At the heart of Reid’s philosophy lies the notion that the working class “must fight back and not just accept things”. Watson turns again to Scotland’s colleges, which have seen extensive industrial action from lecturers as they believe “it’s absolutely shocking that we’re running down education, particularly for working-class kids in a way that we’re not doing for universities and middle-class students”.
That’s an example of “fighting back”.
SNP
REID’S move to the SNP “gave some credibility” to the party “certainly among trade unionists”. However, Watson recalls attending an SNP conference with Reid in Perth which he said reminded him of “New Labour in the 90s”. Reid was “very scathing of middle-class leftists who have no real understanding” of the issues the working class face. The “shift towards inequality” under Thatcherism incensed him.
Although Reid didn’t “rant and rave” like some union leaders such as “Arthur Scargill”, that “didn’t mean he wasn’t angry inside”.
He would have been furious, says Watson, about reports today of parents going hungry to feed their children amid the cost of living crisis.
When it comes to the issue of union leaders, Mick Lynch is closest in Watson’s estimation to a modern-day Reid: articulate, intelligent, combative and charismatic. Reid wasn’t a fan of Scargill.
Watson turns to the need for wealth taxes. He notes that Sweden is now the most unequal country in wealth terms in Europe – despite praise lavished on Nordic nations, particularly from the
Yes movement, on the issue of social equality.
Today, Reid would be advising the working class to “get organised. He was strong on mission and vision. He’d say to those on the left of the SNP and Labour ‘what’s your plan to get a better Scotland? The Scotland you claim to want?”.
Watson says he has “plenty of friends in the SNP who’d be to the left of me”. When it came to the constitution, although he joined the SNP, Reid “wasn’t a nationalist. His view was that independence was the best tactical move to get the policies and politics he wanted. Whether he’d still be a member today, who knows”?

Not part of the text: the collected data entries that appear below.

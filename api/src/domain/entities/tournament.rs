//! Tournament domain entity
//!
//! Tournaments are normalized contest listings. They are fetched fresh per
//! request and never persisted.

use chrono::{DateTime, Utc};
use serde::{Deserialize, Serialize};

/// Tournament category, inferred from the title
#[derive(Debug, Clone, Copy, PartialEq, Eq, Hash, Serialize, Deserialize)]
pub enum TournamentCategory {
    Competition,
    Hackathon,
}

impl TournamentCategory {
    /// Keyword heuristic: anything titled "hackathon" is a hackathon
    pub fn infer(title: &str) -> Self {
        if title.to_lowercase().contains("hackathon") {
            TournamentCategory::Hackathon
        } else {
            TournamentCategory::Competition
        }
    }
}

impl std::fmt::Display for TournamentCategory {
    fn fmt(&self, f: &mut std::fmt::Formatter<'_>) -> std::fmt::Result {
        match self {
            TournamentCategory::Competition => write!(f, "Competition"),
            TournamentCategory::Hackathon => write!(f, "Hackathon"),
        }
    }
}

impl std::str::FromStr for TournamentCategory {
    type Err = String;

    fn from_str(s: &str) -> Result<Self, Self::Err> {
        match s.to_lowercase().as_str() {
            "competition" => Ok(TournamentCategory::Competition),
            "hackathon" => Ok(TournamentCategory::Hackathon),
            _ => Err(format!("Unknown category: {}", s)),
        }
    }
}

/// Contest phase as reported upstream
#[derive(Debug, Clone, Copy, PartialEq, Eq, Serialize, Deserialize)]
#[serde(rename_all = "SCREAMING_SNAKE_CASE")]
pub enum ContestPhase {
    Before,
    Coding,
    PendingSystemTest,
    SystemTest,
    Finished,
    Unknown,
}

impl ContestPhase {
    /// Lenient parse; unrecognized phases map to `Unknown`
    pub fn parse(s: &str) -> Self {
        match s.trim().to_uppercase().as_str() {
            "BEFORE" => ContestPhase::Before,
            "CODING" => ContestPhase::Coding,
            "PENDING_SYSTEM_TEST" => ContestPhase::PendingSystemTest,
            "SYSTEM_TEST" => ContestPhase::SystemTest,
            "FINISHED" => ContestPhase::Finished,
            _ => ContestPhase::Unknown,
        }
    }
}

/// A contest listing in the common shape
#[derive(Debug, Clone, PartialEq, Serialize, Deserialize)]
pub struct Tournament {
    pub id: String,
    pub title: String,
    pub host_platform: String,
    pub start_time: DateTime<Utc>,
    pub end_time: DateTime<Utc>,
    pub duration_seconds: i64,
    pub registration_url: String,
    pub category: TournamentCategory,
    /// Unknown for most upstreams
    pub participant_count: Option<u64>,
    pub phase: ContestPhase,
    pub description: String,
}

impl Tournament {
    pub fn duration_bucket(&self) -> DurationBucket {
        DurationBucket::of_seconds(self.duration_seconds)
    }

    pub fn status_at(&self, now: DateTime<Utc>) -> StatusBucket {
        if self.phase == ContestPhase::Coding || (now > self.start_time && now < self.end_time) {
            StatusBucket::Ongoing
        } else {
            StatusBucket::Upcoming
        }
    }
}

/// Duration filter buckets
#[derive(Debug, Clone, Copy, PartialEq, Eq, Serialize, Deserialize)]
#[serde(rename_all = "lowercase")]
pub enum DurationBucket {
    /// Up to 3 hours
    Short,
    /// Up to 24 hours
    Medium,
    Long,
}

impl DurationBucket {
    pub fn of_seconds(seconds: i64) -> Self {
        const HOUR: i64 = 3600;
        if seconds <= 3 * HOUR {
            DurationBucket::Short
        } else if seconds <= 24 * HOUR {
            DurationBucket::Medium
        } else {
            DurationBucket::Long
        }
    }
}

impl std::str::FromStr for DurationBucket {
    type Err = String;

    fn from_str(s: &str) -> Result<Self, Self::Err> {
        match s.to_lowercase().as_str() {
            "short" => Ok(DurationBucket::Short),
            "medium" => Ok(DurationBucket::Medium),
            "long" => Ok(DurationBucket::Long),
            _ => Err(format!("Unknown duration bucket: {}", s)),
        }
    }
}

/// Status filter buckets
#[derive(Debug, Clone, Copy, PartialEq, Eq, Serialize, Deserialize)]
#[serde(rename_all = "lowercase")]
pub enum StatusBucket {
    Upcoming,
    Ongoing,
}

impl std::str::FromStr for StatusBucket {
    type Err = String;

    fn from_str(s: &str) -> Result<Self, Self::Err> {
        match s.to_lowercase().as_str() {
            "upcoming" => Ok(StatusBucket::Upcoming),
            "ongoing" => Ok(StatusBucket::Ongoing),
            _ => Err(format!("Unknown status: {}", s)),
        }
    }
}

/// Client-side tournament filter. `None` fields match everything.
#[derive(Debug, Clone, Default)]
pub struct TournamentFilter {
    pub category: Option<TournamentCategory>,
    pub platform: Option<String>,
    pub duration: Option<DurationBucket>,
    pub status: Option<StatusBucket>,
    pub search: Option<String>,
}

impl TournamentFilter {
    pub fn matches(&self, tournament: &Tournament, now: DateTime<Utc>) -> bool {
        if let Some(term) = self.search.as_deref().map(str::trim).filter(|t| !t.is_empty()) {
            let term = term.to_lowercase();
            if !tournament.title.to_lowercase().contains(&term)
                && !tournament.host_platform.to_lowercase().contains(&term)
            {
                return false;
            }
        }

        if self.category.is_some_and(|c| c != tournament.category) {
            return false;
        }

        if let Some(platform) = &self.platform {
            if !platform.eq_ignore_ascii_case(&tournament.host_platform) {
                return false;
            }
        }

        if self
            .duration
            .is_some_and(|d| d != tournament.duration_bucket())
        {
            return false;
        }

        !self.status.is_some_and(|s| s != tournament.status_at(now))
    }

    /// Filter without touching the input
    pub fn apply(&self, tournaments: &[Tournament], now: DateTime<Utc>) -> Vec<Tournament> {
        tournaments
            .iter()
            .filter(|t| self.matches(t, now))
            .cloned()
            .collect()
    }
}

/// Distinct host platforms in first-seen order
pub fn host_platforms(tournaments: &[Tournament]) -> Vec<String> {
    let mut platforms: Vec<String> = Vec::new();
    for t in tournaments {
        if !platforms.iter().any(|p| p == &t.host_platform) {
            platforms.push(t.host_platform.clone());
        }
    }
    platforms
}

Watson adds: “If he sat down with those on the left in Labour and the SNP, he’d say ‘you agree we need a more equal society and a wellbeing economy and all these things, but is arguing about the constitution the only plan you’ve got?’.”
Labour
ALTHOUGH polling looks “very good for Labour” in Scotland, “support for independence hasn’t moved one iota”. That’s a problem for Anas Sarwar. Scottish Labour “can’t ignore the constitution.” While left-wing Yes voters “may well lend their vote at the General Election”, but that may not be the case at the next Scottish election.
That means Labour must communicate with left-wing Yessers, “and the answer isn’t uber-unionism. The answer is to demonstrate you can make devolution work, and that means more powers for Holyrood”. The JRF campaigns for employment law, in particular, to be devolved.
That wouldn’t win over hardline nationalists, but it might be enough to convince “softer independence voters that Labour is different and won’t return to its 1990s corporate style. There’s always a risk when Labour is doing well in the polls in Scotland, and the SNP is in trouble, for Labour to think there’s no need to worry about the constitution any more, that it’s a terrible distraction.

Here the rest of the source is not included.